Earlier today, I wrote out a long, heartfelt letter to a friend, that included my recollections of three years ago on this day:
Today is October 29, 2023. It was three years ago, on October 29, 2020 that my mom was taken from my care. Two policemen kept me back while fireman carried my mom down the hallway in a sheet, vomiting blood, and placed her on a gurney in our living room. EMTs had determined that mom was “actively dying” and ambulances had been called to take her away.
The policemen released me, saying, “You can go say goodbye to your mom now.” Mom was delirious and her mouth was gurgling with blood. I kissed her on her forehead, the same way I, at age 13, kissed her father, my dearest grandfather on his forehead before they closed his coffin. I can never forget how Dida was as cold as stone.
I said to my mom, in Croatian, “Bog te blagoslovio i Bog te čuvao.” It was the same blessing I said to my mom every night, at her bedside, after we prayed together and after I tucked her in. It means, “May God bless you and may God watch over you.” Then the EMTs rolled her out the door and I knew I would never see her again.

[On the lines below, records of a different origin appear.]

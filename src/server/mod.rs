//! HTTP surface: user scan API, agent job/scan APIs, the realtime channel,
//! and a small ops surface.

pub mod agent_jobs;
pub mod auth_layer;
pub mod scan_agent;
pub mod scan_user;
pub mod ws;

use std::sync::Arc;

use axum::extract::State;
use axum::http::StatusCode;
use axum::routing::{get, post};
use axum::{Json, Router, middleware};
use tower_http::cors::CorsLayer;
use tower_http::trace::TraceLayer;

use crate::cache::CoordinationStore;
use crate::config::Config;
use crate::notify::Notifier;
use crate::scheduler::Generator;
use crate::server::ws::ScanHub;
use crate::store::Store;

/// Shared handler state.
#[derive(Clone)]
pub struct AppState {
    pub config: Arc<Config>,
    pub store: Arc<Store>,
    pub cache: Arc<dyn CoordinationStore>,
    pub hub: Arc<ScanHub>,
    pub generator: Arc<Generator>,
    pub notifier: Arc<Notifier>,
}

/// Build the full router.
pub fn router(state: AppState) -> Router {
    let user_scan = Router::new()
        .route("/api/user/scan", post(scan_user::create_scan))
        .route("/api/user/scan/status", get(scan_user::scan_status))
        .route("/api/user/scan/choice", post(scan_user::submit_choice))
        .route("/api/user/scan/cancel", post(scan_user::cancel_scan))
        .route("/api/user/scan/heartbeat", post(scan_user::scan_heartbeat))
        .route_layer(middleware::from_fn_with_state(
            state.clone(),
            auth_layer::require_user,
        ));

    let agent_api = Router::new()
        .route("/api/agent/jobs/poll", post(agent_jobs::poll_jobs))
        .route("/api/agent/jobs/{job_id}/start", post(agent_jobs::job_start))
        .route(
            "/api/agent/jobs/{job_id}/heartbeat",
            post(agent_jobs::job_heartbeat),
        )
        .route(
            "/api/agent/jobs/{job_id}/complete",
            post(agent_jobs::job_complete),
        )
        .route("/api/agent/jobs/{job_id}/fail", post(agent_jobs::job_fail))
        .route("/api/agent/scan/poll", post(scan_agent::poll_scans))
        .route("/api/agent/scan/{scan_id}/start", post(scan_agent::scan_start))
        .route(
            "/api/agent/scan/{scan_id}/phase",
            post(scan_agent::scan_phase_report),
        )
        .route("/api/agent/scan/{scan_id}/choice", get(scan_agent::scan_choice))
        .route(
            "/api/agent/scan/{scan_id}/heartbeat",
            post(scan_agent::scan_heartbeat),
        )
        .route(
            "/api/agent/scan/{scan_id}/complete",
            post(scan_agent::scan_complete),
        )
        .route("/api/agent/scan/{scan_id}/fail", post(scan_agent::scan_fail))
        .route_layer(middleware::from_fn_with_state(
            state.clone(),
            auth_layer::require_agent,
        ));

    Router::new()
        .merge(user_scan)
        .merge(agent_api)
        // The websocket upgrade authenticates via query token itself.
        .route("/api/user/scan/ws", get(ws::scan_ws_handler))
        .route("/healthz", get(healthz))
        .route("/api/ops/scheduler", get(scheduler_stats))
        .layer(TraceLayer::new_for_http())
        .layer(CorsLayer::permissive())
        .with_state(state)
}

/// Bind and serve until the shutdown future resolves.
pub async fn serve(
    state: AppState,
    addr: &str,
    shutdown: impl Future<Output = ()> + Send + 'static,
) -> anyhow::Result<()> {
    let app = router(state);
    let listener = tokio::net::TcpListener::bind(addr).await?;
    tracing::info!("listening on {addr}");
    axum::serve(listener, app)
        .with_graceful_shutdown(shutdown)
        .await?;
    Ok(())
}

async fn healthz(State(state): State<AppState>) -> (StatusCode, Json<serde_json::Value>) {
    let db_ok = state.store.ping().await.is_ok();
    let cache_ok = state.cache.ping().await.is_ok();
    if db_ok && cache_ok {
        (StatusCode::OK, Json(serde_json::json!({"status": "ok"})))
    } else {
        (
            StatusCode::SERVICE_UNAVAILABLE,
            Json(serde_json::json!({
                "status": "degraded",
                "database": db_ok,
                "cache": cache_ok,
            })),
        )
    }
}

async fn scheduler_stats(State(state): State<AppState>) -> Json<crate::scheduler::GeneratorStats> {
    Json(state.generator.stats())
}
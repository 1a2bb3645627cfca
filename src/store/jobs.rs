//! Standard-job queries: lease reconciliation, claiming, and agent reports.
//!
//! Every mutation of a leased row is conditional — either on the prior status
//! (`pending` → `leased`) or on the recorded leaseholder — so a worker that
//! lost its lease can never overwrite another worker's transition.

use chrono::{DateTime, Utc};
use tokio_postgres::Row;

use crate::error::DatabaseError;
use crate::models::{JobStatus, TaskJob};
use crate::store::Store;

/// The per-job calls an agent makes after claiming.
#[derive(Debug, Clone, Copy, PartialEq, Eq)]
pub enum JobReport {
    Start,
    Heartbeat,
    Complete,
    Fail,
}

impl JobReport {
    pub fn event_type(&self) -> &'static str {
        match self {
            JobReport::Start => "start",
            JobReport::Heartbeat => "heartbeat",
            JobReport::Complete => "success",
            JobReport::Fail => "fail",
        }
    }

    /// Whether this report extends the durable lease expiry.
    pub fn extends_lease(&self) -> bool {
        matches!(self, JobReport::Start | JobReport::Heartbeat)
    }

    /// Whether this report ends the job and releases the lease.
    pub fn is_terminal(&self) -> bool {
        matches!(self, JobReport::Complete | JobReport::Fail)
    }
}

#[derive(Debug, thiserror::Error)]
pub enum JobReportError {
    #[error("job not found")]
    NotFound,

    #[error("node does not own this job")]
    NotOwner,

    #[error(transparent)]
    Database(#[from] DatabaseError),
}

impl From<tokio_postgres::Error> for JobReportError {
    fn from(e: tokio_postgres::Error) -> Self {
        JobReportError::Database(DatabaseError::Query(e))
    }
}

const JOB_COLUMNS: &str = "id, tenant_id, user_id, task_type, payload, priority, scheduled_at, \
     status, leased_by_node, lease_until, attempts, max_attempts, created_at, updated_at";

fn job_from_row(row: &Row) -> TaskJob {
    let status: String = row.get("status");
    TaskJob {
        id: row.get("id"),
        tenant_id: row.get("tenant_id"),
        user_id: row.get("user_id"),
        task_type: row.get("task_type"),
        payload: row.get("payload"),
        priority: row.get("priority"),
        scheduled_at: row.get("scheduled_at"),
        status: JobStatus::parse(&status).unwrap_or(JobStatus::Pending),
        leased_by_node: row.get("leased_by_node"),
        lease_until: row.get("lease_until"),
        attempts: row.get("attempts"),
        max_attempts: row.get("max_attempts"),
        created_at: row.get("created_at"),
        updated_at: row.get("updated_at"),
    }
}

impl Store {
    /// Insert a fresh pending job (used by the schedule generator).
    pub async fn create_job(
        &self,
        tenant_id: i64,
        user_id: i64,
        task_type: &str,
        payload: &serde_json::Value,
        priority: i32,
        max_attempts: i32,
        now: DateTime<Utc>,
    ) -> Result<i64, DatabaseError> {
        let conn = self.conn().await?;
        let row = conn
            .query_one(
                "INSERT INTO task_jobs \
                 (tenant_id, user_id, task_type, payload, priority, scheduled_at, status, \
                  max_attempts, created_at, updated_at) \
                 VALUES ($1, $2, $3, $4, $5, $6, 'pending', $7, $6, $6) \
                 RETURNING id",
                &[
                    &tenant_id,
                    &user_id,
                    &task_type,
                    payload,
                    &priority,
                    &now,
                    &max_attempts,
                ],
            )
            .await?;
        Ok(row.get(0))
    }

    /// Requeue every job of this tenant whose lease expired: increment
    /// attempts, clear the leaseholder, return to pending, and record a
    /// `requeued` event. Returns the affected job ids so the caller can clear
    /// the matching ephemeral leases.
    ///
    /// Deliberately does NOT cap on `max_attempts` — that asymmetry with the
    /// scan-session sweep mirrors the observed production behavior.
    pub async fn reset_expired_job_leases(
        &self,
        tenant_id: i64,
        now: DateTime<Utc>,
    ) -> Result<Vec<i64>, DatabaseError> {
        let mut client = self.conn().await?;
        let tx = client.transaction().await?;

        let rows = tx
            .query(
                "UPDATE task_jobs \
                 SET status = 'pending', leased_by_node = NULL, lease_until = NULL, \
                     attempts = attempts + 1, updated_at = $2 \
                 WHERE tenant_id = $1 AND status IN ('leased', 'running') \
                   AND lease_until IS NOT NULL AND lease_until < $2 \
                 RETURNING id",
                &[&tenant_id, &now],
            )
            .await?;
        let ids: Vec<i64> = rows.iter().map(|r| r.get(0)).collect();

        for id in &ids {
            tx.execute(
                "INSERT INTO task_job_events (job_id, event_type, message, event_at) \
                 VALUES ($1, 'requeued', 'lease expired, returned to queue', $2)",
                &[id, &now],
            )
            .await?;
        }

        tx.commit().await?;
        Ok(ids)
    }

    /// Select up to `limit` due pending jobs, best first, skipping rows a
    /// concurrent claimer already has locked.
    pub async fn claim_candidates(
        &self,
        tenant_id: i64,
        now: DateTime<Utc>,
        limit: i64,
    ) -> Result<Vec<TaskJob>, DatabaseError> {
        let mut client = self.conn().await?;
        let tx = client.transaction().await?;
        let sql = format!(
            "SELECT {JOB_COLUMNS} FROM task_jobs \
             WHERE tenant_id = $1 AND status = 'pending' AND scheduled_at <= $2 \
             ORDER BY priority DESC, scheduled_at ASC \
             LIMIT $3 \
             FOR UPDATE SKIP LOCKED"
        );
        let rows = tx.query(sql.as_str(), &[&tenant_id, &now, &limit]).await?;
        tx.commit().await?;
        Ok(rows.iter().map(job_from_row).collect())
    }

    /// Conditional `pending` → `leased` transition plus its event row.
    /// Returns false when the row was claimed by someone else in the
    /// meantime; the caller must then roll back its ephemeral acquisition.
    pub async fn mark_job_leased(
        &self,
        job_id: i64,
        node_id: &str,
        lease_until: DateTime<Utc>,
        now: DateTime<Utc>,
    ) -> Result<bool, DatabaseError> {
        let mut client = self.conn().await?;
        let tx = client.transaction().await?;

        let affected = tx
            .execute(
                "UPDATE task_jobs \
                 SET status = 'leased', leased_by_node = $2, lease_until = $3, updated_at = $4 \
                 WHERE id = $1 AND status = 'pending'",
                &[&job_id, &node_id, &lease_until, &now],
            )
            .await?;
        if affected == 0 {
            return Ok(false);
        }

        tx.execute(
            "INSERT INTO task_job_events (job_id, event_type, message, event_at) \
             VALUES ($1, 'leased', $2, $3)",
            &[&job_id, &format!("claimed by node {}", node_id), &now],
        )
        .await?;

        tx.commit().await?;
        Ok(true)
    }

    pub async fn job_by_id(&self, job_id: i64) -> Result<Option<TaskJob>, DatabaseError> {
        let conn = self.conn().await?;
        let sql = format!("SELECT {JOB_COLUMNS} FROM task_jobs WHERE id = $1");
        let row = conn.query_opt(sql.as_str(), &[&job_id]).await?;
        Ok(row.as_ref().map(job_from_row))
    }

    /// Apply an agent report under a row lock and an explicit leaseholder
    /// check, independent of the ephemeral-lease gate the handler already
    /// passed. Appends one event row per report.
    pub async fn apply_job_report(
        &self,
        tenant_id: i64,
        job_id: i64,
        node_id: &str,
        report: JobReport,
        message: &str,
        error_code: &str,
        lease_until: DateTime<Utc>,
        now: DateTime<Utc>,
    ) -> Result<(), JobReportError> {
        let mut client = self.conn().await.map_err(JobReportError::Database)?;
        let tx = client.transaction().await?;

        let row = tx
            .query_opt(
                "SELECT leased_by_node FROM task_jobs \
                 WHERE id = $1 AND tenant_id = $2 FOR UPDATE",
                &[&job_id, &tenant_id],
            )
            .await?;
        let Some(row) = row else {
            return Err(JobReportError::NotFound);
        };
        let holder: Option<String> = row.get("leased_by_node");
        if holder.as_deref() != Some(node_id) {
            return Err(JobReportError::NotOwner);
        }

        match report {
            JobReport::Start => {
                tx.execute(
                    "UPDATE task_jobs SET status = 'running', lease_until = $2, updated_at = $3 \
                     WHERE id = $1",
                    &[&job_id, &lease_until, &now],
                )
                .await?;
            }
            JobReport::Heartbeat => {
                tx.execute(
                    "UPDATE task_jobs SET lease_until = $2, updated_at = $3 WHERE id = $1",
                    &[&job_id, &lease_until, &now],
                )
                .await?;
            }
            JobReport::Complete => {
                tx.execute(
                    "UPDATE task_jobs SET status = 'success', updated_at = $2 WHERE id = $1",
                    &[&job_id, &now],
                )
                .await?;
            }
            JobReport::Fail => {
                tx.execute(
                    "UPDATE task_jobs \
                     SET status = 'failed', attempts = attempts + 1, updated_at = $2 \
                     WHERE id = $1",
                    &[&job_id, &now],
                )
                .await?;
            }
        }

        tx.execute(
            "INSERT INTO task_job_events (job_id, event_type, message, error_code, event_at) \
             VALUES ($1, $2, $3, $4, $5)",
            &[&job_id, &report.event_type(), &message, &error_code, &now],
        )
        .await?;

        tx.commit().await?;
        Ok(())
    }

    /// Count of still-active jobs per `(user, task type)`, used to enforce
    /// the one-active-job rule during generation.
    pub async fn count_active_jobs(
        &self,
        tenant_id: i64,
        user_id: i64,
        task_type: &str,
    ) -> Result<i64, DatabaseError> {
        let conn = self.conn().await?;
        let row = conn
            .query_one(
                "SELECT COUNT(*) FROM task_jobs \
                 WHERE tenant_id = $1 AND user_id = $2 AND task_type = $3 \
                   AND status IN ('pending', 'leased', 'running')",
                &[&tenant_id, &user_id, &task_type],
            )
            .await?;
        Ok(row.get(0))
    }
}

#[cfg(test)]
mod tests {
    use super::*;

    #[test]
    fn report_kinds() {
        assert_eq!(JobReport::Start.event_type(), "start");
        assert_eq!(JobReport::Complete.event_type(), "success");
        assert!(JobReport::Start.extends_lease());
        assert!(JobReport::Heartbeat.extends_lease());
        assert!(!JobReport::Complete.extends_lease());
        assert!(JobReport::Complete.is_terminal());
        assert!(JobReport::Fail.is_terminal());
        assert!(!JobReport::Heartbeat.is_terminal());
    }
}
//! PostgreSQL store: the authoritative record of jobs, sessions, users, and
//! task-configuration documents.

pub mod jobs;
pub mod scans;
pub mod task_config;
pub mod users;

use deadpool_postgres::{Config as PoolConfig, Pool, Runtime};
use tokio_postgres::NoTls;

use crate::config::DatabaseConfig;
use crate::error::DatabaseError;

pub use jobs::{JobReport, JobReportError};
pub use scans::{ExpiredScanLease, ScanFailOutcome};

mod embedded {
    refinery::embed_migrations!("migrations");
}

/// Connection pool wrapper; all queries go through here.
pub struct Store {
    pool: Pool,
}

impl Store {
    /// Create the pool and verify a connection can be established.
    pub async fn new(config: &DatabaseConfig) -> Result<Self, DatabaseError> {
        let mut cfg = PoolConfig::new();
        cfg.url = Some(config.url().to_string());
        cfg.pool = Some(deadpool_postgres::PoolConfig {
            max_size: config.pool_size,
            ..Default::default()
        });

        let pool = cfg
            .create_pool(Some(Runtime::Tokio1), NoTls)
            .map_err(|e| DatabaseError::Pool(e.to_string()))?;

        // Test connection
        let _ = pool.get().await?;

        Ok(Self { pool })
    }

    /// Apply embedded schema migrations.
    pub async fn run_migrations(&self) -> Result<(), DatabaseError> {
        let mut conn = self.pool.get().await?;
        let report = embedded::migrations::runner()
            .run_async(&mut **conn)
            .await
            .map_err(|e| DatabaseError::Migration(e.to_string()))?;
        for migration in report.applied_migrations() {
            tracing::info!("applied migration {}", migration);
        }
        Ok(())
    }

    /// Get a connection from the pool.
    pub(crate) async fn conn(&self) -> Result<deadpool_postgres::Object, DatabaseError> {
        Ok(self.pool.get().await?)
    }

    /// Cheap liveness probe for the health endpoint.
    pub async fn ping(&self) -> Result<(), DatabaseError> {
        let conn = self.conn().await?;
        conn.query_one("SELECT 1", &[]).await?;
        Ok(())
    }
}
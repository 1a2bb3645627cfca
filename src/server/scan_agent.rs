//! Agent-facing interactive scan endpoints.
//!
//! The claim path reuses the standard-job pattern under the scan lease
//! namespace with a longer default TTL; reconciliation here caps retries at
//! the attempts bound instead of requeueing forever.

use std::time::Duration;

use axum::Json;
use axum::extract::{Extension, Path, Query, State};
use chrono::Utc;
use serde::Deserialize;
use serde_json::json;

use crate::auth::AgentIdentity;
use crate::error::ApiError;
use crate::models::scan_phase;
use crate::server::AppState;
use crate::server::ws::ScanPush;
use crate::store::ScanFailOutcome;

const MAX_SCAN_POLL_LIMIT: i64 = 5;

#[derive(Debug, Deserialize)]
pub struct ScanPollRequest {
    pub node_id: String,
    #[serde(default)]
    pub limit: i64,
    #[serde(default)]
    pub lease_seconds: i64,
}

#[derive(Debug, Deserialize)]
pub struct NodeRequest {
    pub node_id: String,
}

#[derive(Debug, Deserialize)]
pub struct PhaseRequest {
    pub node_id: String,
    pub phase: String,
    #[serde(default)]
    pub screenshot: Option<String>,
    #[serde(default)]
    pub screenshot_key: Option<String>,
}

#[derive(Debug, Deserialize)]
pub struct ScanHeartbeatRequest {
    pub node_id: String,
    #[serde(default)]
    pub lease_seconds: i64,
}

#[derive(Debug, Deserialize)]
pub struct FinishRequest {
    pub node_id: String,
    #[serde(default)]
    pub message: Option<String>,
}

#[derive(Debug, Deserialize)]
pub struct ChoiceQuery {
    pub node_id: String,
}

fn require_node_id(node_id: &str) -> Result<(), ApiError> {
    if node_id.trim().is_empty() {
        return Err(ApiError::Validation("node_id is required".to_string()));
    }
    Ok(())
}

const KNOWN_PHASES: [&str; 6] = [
    scan_phase::WAITING,
    scan_phase::LAUNCHING,
    scan_phase::CHOOSE_SYSTEM,
    scan_phase::CHOOSE_ZONE,
    scan_phase::CHOOSE_ROLE,
    scan_phase::DONE,
];

pub async fn poll_scans(
    State(state): State<AppState>,
    Extension(agent): Extension<AgentIdentity>,
    Json(req): Json<ScanPollRequest>,
) -> Result<Json<serde_json::Value>, ApiError> {
    require_node_id(&req.node_id)?;
    let now = Utc::now();

    let limit = if req.limit <= 0 {
        1
    } else {
        req.limit.min(MAX_SCAN_POLL_LIMIT)
    };
    let lease_seconds = if req.lease_seconds <= 0 {
        state.config.scan_lease_seconds
    } else {
        req.lease_seconds
    };
    let lease_ttl = Duration::from_secs(lease_seconds as u64);
    let lease_until = now + chrono::Duration::seconds(lease_seconds);

    // Reconcile expired leases for this tenant, capping at the attempts
    // bound.
    let repaired = state
        .store
        .reset_expired_scan_leases(Some(agent.tenant_id), now)
        .await?;
    for lease in repaired {
        if let Err(err) = state.cache.clear_scan_lease(lease.id).await {
            tracing::warn!(session_id = lease.id, "failed to clear scan lease: {err}");
        }
    }

    let candidates = state
        .store
        .claim_scan_candidates(agent.tenant_id, limit)
        .await?;

    let mut sessions = Vec::with_capacity(candidates.len());
    for session in candidates {
        let acquired = match state
            .cache
            .acquire_scan_lease(session.id, &req.node_id, lease_ttl)
            .await
        {
            Ok(acquired) => acquired,
            Err(err) => {
                tracing::warn!(session_id = session.id, "scan lease acquire failed: {err}");
                continue;
            }
        };
        if !acquired {
            continue;
        }

        match state
            .store
            .mark_scan_leased(session.id, &req.node_id, lease_until, now)
            .await
        {
            Ok(true) => sessions.push(json!({
                "scan_session_id": session.id,
                "user_id": session.user_id,
                "login_id": session.login_id,
                "lease_until": lease_until,
            })),
            Ok(false) => {
                if let Err(err) = state.cache.release_scan_lease(session.id, &req.node_id).await {
                    tracing::warn!(session_id = session.id, "scan lease rollback failed: {err}");
                }
            }
            Err(err) => {
                if let Err(release_err) =
                    state.cache.release_scan_lease(session.id, &req.node_id).await
                {
                    tracing::warn!(
                        session_id = session.id,
                        "scan lease rollback failed: {release_err}"
                    );
                }
                return Err(err.into());
            }
        }
    }

    Ok(Json(json!({"data": {
        "jobs": sessions,
        "lease_until": lease_until,
    }})))
}

pub async fn scan_start(
    State(state): State<AppState>,
    Extension(_agent): Extension<AgentIdentity>,
    Path(session_id): Path<i64>,
    Json(req): Json<NodeRequest>,
) -> Result<Json<serde_json::Value>, ApiError> {
    require_node_id(&req.node_id)?;
    require_lease_owner(&state, session_id, &req.node_id).await?;
    let now = Utc::now();

    state.store.start_scan(session_id, now).await?;

    if let Some(session) = state.store.scan_by_id(session_id).await? {
        state
            .hub
            .notify_user(session.user_id, ScanPush::phase(scan_phase::LAUNCHING));
    }

    Ok(Json(json!({"data": {"message": "ok"}})))
}

pub async fn scan_phase_report(
    State(state): State<AppState>,
    Extension(_agent): Extension<AgentIdentity>,
    Path(session_id): Path<i64>,
    Json(req): Json<PhaseRequest>,
) -> Result<Json<serde_json::Value>, ApiError> {
    require_node_id(&req.node_id)?;
    if !KNOWN_PHASES.contains(&req.phase.as_str()) {
        return Err(ApiError::Validation(format!("unknown phase {}", req.phase)));
    }
    require_lease_owner(&state, session_id, &req.node_id).await?;
    let now = Utc::now();

    let screenshot = match (&req.screenshot_key, &req.screenshot) {
        (Some(key), Some(data)) if !key.is_empty() && !data.is_empty() => {
            Some((key.as_str(), data.as_str()))
        }
        _ => None,
    };
    state
        .store
        .set_scan_phase(session_id, &req.phase, screenshot, now)
        .await?;

    // A new phase invalidates whatever the user answered before.
    if let Err(err) = state.cache.clear_scan_user_choice(session_id).await {
        tracing::warn!(session_id, "clearing stale user choice failed: {err}");
    }

    let lease_ttl = Duration::from_secs(state.config.scan_lease_seconds as u64);
    let renewed = state
        .cache
        .renew_scan_lease(session_id, &req.node_id, lease_ttl)
        .await?;
    if !renewed {
        return Err(ApiError::Conflict("lease renewal conflict".to_string()));
    }

    if let Some(session) = state.store.scan_by_id(session_id).await? {
        let mut push = ScanPush::phase(req.phase.clone());
        if let Some(data) = req.screenshot.filter(|s| !s.is_empty()) {
            push = push.with_screenshot(data);
        }
        state.hub.notify_user(session.user_id, push);
    }

    Ok(Json(json!({"data": {"message": "ok"}})))
}

pub async fn scan_choice(
    State(state): State<AppState>,
    Extension(_agent): Extension<AgentIdentity>,
    Path(session_id): Path<i64>,
    Query(query): Query<ChoiceQuery>,
) -> Result<Json<serde_json::Value>, ApiError> {
    require_node_id(&query.node_id)?;
    require_lease_owner(&state, session_id, &query.node_id).await?;

    let session = state
        .store
        .scan_by_id(session_id)
        .await?
        .ok_or_else(|| ApiError::NotFound("scan session not found".to_string()))?;
    let cancelled = session.status == crate::models::ScanStatus::Cancelled;

    let user_online = state.cache.is_scan_user_online(session_id).await.unwrap_or(false);

    let choices = state.cache.scan_user_choice(session_id).await?;
    let (choice_type, value) = choices
        .iter()
        .next()
        .map(|(k, v)| (k.clone(), v.clone()))
        .unwrap_or_default();

    Ok(Json(json!({"data": {
        "has_choice": !choices.is_empty(),
        "choice_type": choice_type,
        "value": value,
        "cancelled": cancelled,
        "user_online": user_online,
    }})))
}

pub async fn scan_heartbeat(
    State(state): State<AppState>,
    Extension(_agent): Extension<AgentIdentity>,
    Path(session_id): Path<i64>,
    Json(req): Json<ScanHeartbeatRequest>,
) -> Result<Json<serde_json::Value>, ApiError> {
    require_node_id(&req.node_id)?;
    require_lease_owner(&state, session_id, &req.node_id).await?;
    let now = Utc::now();

    let lease_seconds = if req.lease_seconds <= 0 {
        state.config.scan_lease_seconds
    } else {
        req.lease_seconds
    };
    let lease_ttl = Duration::from_secs(lease_seconds as u64);
    let lease_until = now + chrono::Duration::seconds(lease_seconds);

    let renewed = state
        .cache
        .renew_scan_lease(session_id, &req.node_id, lease_ttl)
        .await?;
    if !renewed {
        return Err(ApiError::Conflict("lease renewal conflict".to_string()));
    }
    state.store.extend_scan_lease(session_id, lease_until, now).await?;

    Ok(Json(json!({"data": {"message": "ok"}})))
}

pub async fn scan_complete(
    State(state): State<AppState>,
    Extension(_agent): Extension<AgentIdentity>,
    Path(session_id): Path<i64>,
    Json(req): Json<FinishRequest>,
) -> Result<Json<serde_json::Value>, ApiError> {
    require_node_id(&req.node_id)?;
    require_lease_owner(&state, session_id, &req.node_id).await?;
    let now = Utc::now();

    state.store.complete_scan(session_id, now).await?;

    if let Err(err) = state.cache.release_scan_lease(session_id, &req.node_id).await {
        tracing::warn!(session_id, "lease release after complete failed: {err}");
    }

    if let Some(session) = state.store.scan_by_id(session_id).await? {
        state.hub.notify_user(
            session.user_id,
            ScanPush::completed(scan_phase::DONE, req.message.unwrap_or_default()),
        );
    }

    Ok(Json(json!({"data": {"message": "ok"}})))
}

pub async fn scan_fail(
    State(state): State<AppState>,
    Extension(_agent): Extension<AgentIdentity>,
    Path(session_id): Path<i64>,
    Json(req): Json<FinishRequest>,
) -> Result<Json<serde_json::Value>, ApiError> {
    require_node_id(&req.node_id)?;
    require_lease_owner(&state, session_id, &req.node_id).await?;
    let now = Utc::now();

    let session = state
        .store
        .scan_by_id(session_id)
        .await?
        .ok_or_else(|| ApiError::NotFound("scan session not found".to_string()))?;

    let message = req
        .message
        .filter(|m| !m.is_empty())
        .unwrap_or_else(|| "scan failed".to_string());

    let outcome = state
        .store
        .fail_scan(session_id, &message, now)
        .await?
        .ok_or_else(|| ApiError::NotFound("scan session not found".to_string()))?;

    if let Err(err) = state.cache.release_scan_lease(session_id, &req.node_id).await {
        tracing::warn!(session_id, "lease release after fail failed: {err}");
    }

    match outcome {
        ScanFailOutcome::Requeued => {
            tracing::info!(session_id, "scan failed, requeued for another attempt");
        }
        ScanFailOutcome::Failed => {
            tracing::info!(session_id, "scan failed terminally");
        }
    }
    state
        .hub
        .notify_user(session.user_id, ScanPush::failed(message));

    Ok(Json(json!({"data": {"message": "ok"}})))
}

async fn require_lease_owner(
    state: &AppState,
    session_id: i64,
    node_id: &str,
) -> Result<(), ApiError> {
    let owned = state.cache.is_scan_lease_owner(session_id, node_id).await?;
    if !owned {
        return Err(ApiError::Forbidden("lease owner mismatch".to_string()));
    }
    Ok(())
}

So many times, I had followed mom’s ambulance to various hospitals after her medical incidents, handling all the paperwork, then remaining by her side to calm and comfort her as much as I was allowed. But this time, I was not allowed. It was the time of COVID, and family members were prohibited from being with their dying loved ones in the hospital.
I was utterly and completely depleted and defeated. I had failed at my sacred mission to protect and care for my mom until her last moments. For 34 months, without a single day off, I cared for her night and day. I bathed her, dressed her, fed her, lifted and carried her when she was unable to stand. I bandaged her and tended to her wounds. I cleaned her from her piss, pus, blood, shit, vomit, and tears.
There is so much more to write about that heart-wrenching day. This is just a start. It’s taken me until now, after three years of recovery to be able to share my retrospection.